=== Records from a data source ===
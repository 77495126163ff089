//! Resolvers - ARN, parameterized and singleton identity resolution
//!
//! Each resolver returns either a fully resolved set of attributes or exactly
//! one error. Nothing is written to a response here; the import dispatcher
//! does that once resolution has succeeded.

pub mod arn;
pub mod parameterized;
pub mod singleton;

use std::collections::BTreeMap;

use lodestar_core::provider::ClientContext;
use lodestar_core::resource::{ATTR_ACCOUNT_ID, ATTR_REGION, State};
use lodestar_core::schema::{IdentityData, SchemaError};

use crate::error::{IdentityError, IdentityResult};
use crate::spec::IdentitySpec;

/// Where the identifier comes from
#[derive(Debug, Clone, Copy)]
pub enum Source<'a> {
    /// A raw import ID string (empty for singletons)
    Id(&'a str),
    /// A structured identity object
    Identity(&'a IdentityData),
}

/// Inputs shared by every resolver
#[derive(Clone, Copy)]
pub struct ResolveInput<'a> {
    pub source: Source<'a>,
    /// Region already fixed in state or configuration
    pub prior_region: Option<&'a str>,
    pub context: Option<&'a dyn ClientContext>,
}

/// Result of a successful resolution
#[derive(Debug, Clone, Default, PartialEq, Eq)]
pub struct ResolvedAttributes {
    pub attributes: BTreeMap<String, String>,
    pub region: Option<String>,
    pub account_id: Option<String>,
}

impl ResolvedAttributes {
    pub fn new() -> Self {
        Self::default()
    }

    pub fn insert(&mut self, name: impl Into<String>, value: impl Into<String>) {
        self.attributes.insert(name.into(), value.into());
    }

    pub fn get(&self, name: &str) -> Option<&str> {
        self.attributes.get(name).map(String::as_str)
    }

    /// Write `value` to every duplicate attribute of `spec`
    pub(crate) fn mirror(&mut self, spec: &IdentitySpec, value: &str) {
        for name in spec.duplicate_attributes() {
            self.insert(name.as_str(), value);
        }
    }

    /// Resource state holding the resolved attributes and region
    pub fn to_state(&self) -> State {
        let mut state = State::new();
        for (name, value) in &self.attributes {
            state.set_string(name.as_str(), value.as_str());
        }
        if let Some(region) = &self.region {
            state.set_string(ATTR_REGION, region.as_str());
        }
        state
    }

    /// Identity object shaped by the spec's identity schema
    pub fn to_identity(&self, spec: &IdentitySpec) -> IdentityData {
        let mut identity = IdentityData::new();
        for attr in spec.attributes() {
            let value = match attr.name.as_str() {
                ATTR_ACCOUNT_ID => self.account_id.as_deref(),
                ATTR_REGION => self.region.as_deref(),
                name => self.get(name),
            };
            if let Some(value) = value {
                identity.set(attr.name.as_str(), value);
            }
        }
        identity
    }
}

pub(crate) fn require_context<'a>(
    context: Option<&'a dyn ClientContext>,
) -> IdentityResult<&'a dyn ClientContext> {
    context.ok_or(IdentityError::MissingOperationContext)
}

/// Check an identity object against the spec's schema
pub(crate) fn validate_identity(
    spec: &IdentitySpec,
    identity: &IdentityData,
) -> IdentityResult<()> {
    spec.schema()
        .validate(identity)
        .map_err(|errors| match errors.into_iter().next() {
            Some(err) => IdentityError::InvalidIdentity(err),
            None => IdentityError::InvalidIdentity(SchemaError::MissingRequired {
                name: String::new(),
            }),
        })
}

/// Required attribute of an already validated identity
pub(crate) fn identity_attribute<'a>(
    identity: &'a IdentityData,
    name: &str,
) -> IdentityResult<&'a str> {
    identity.get(name).ok_or_else(|| {
        IdentityError::InvalidIdentity(SchemaError::MissingRequired {
            name: name.to_string(),
        })
    })
}

/// Resolve the account ID, checking any account supplied in an identity
pub(crate) fn resolve_account(
    context: &dyn ClientContext,
    supplied: Option<&str>,
) -> IdentityResult<String> {
    let account_id = context.account_id();
    match supplied {
        Some(supplied) if supplied != account_id => Err(IdentityError::AccountIdMismatch {
            expected: account_id.to_string(),
            actual: supplied.to_string(),
        }),
        _ => Ok(account_id.to_string()),
    }
}

/// Fail if `found` conflicts with a region already fixed for the resource
pub(crate) fn check_region(
    source_name: &str,
    fixed: Option<&str>,
    found: &str,
) -> IdentityResult<()> {
    match fixed {
        Some(fixed) if fixed != found => {
            Err(IdentityError::region_mismatch(source_name, fixed, found))
        }
        _ => Ok(()),
    }
}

=== WHAT YOU SHOULD DO ===
Your answer should consist of the lines from the line with "pub struct ResolveInput<'a>" to the line with "pub struct ResolvedAttributes" above, repeated exactly, both ends included.

=== WRITTEN SOLUTION ===
pub struct ResolveInput<'a> {
    pub source: Source<'a>,
    /// Region already fixed in state or configuration
    pub prior_region: Option<&'a str>,
    pub context: Option<&'a dyn ClientContext>,
}

/// Result of a successful resolution
#[derive(Debug, Clone, Default, PartialEq, Eq)]
pub struct ResolvedAttributes {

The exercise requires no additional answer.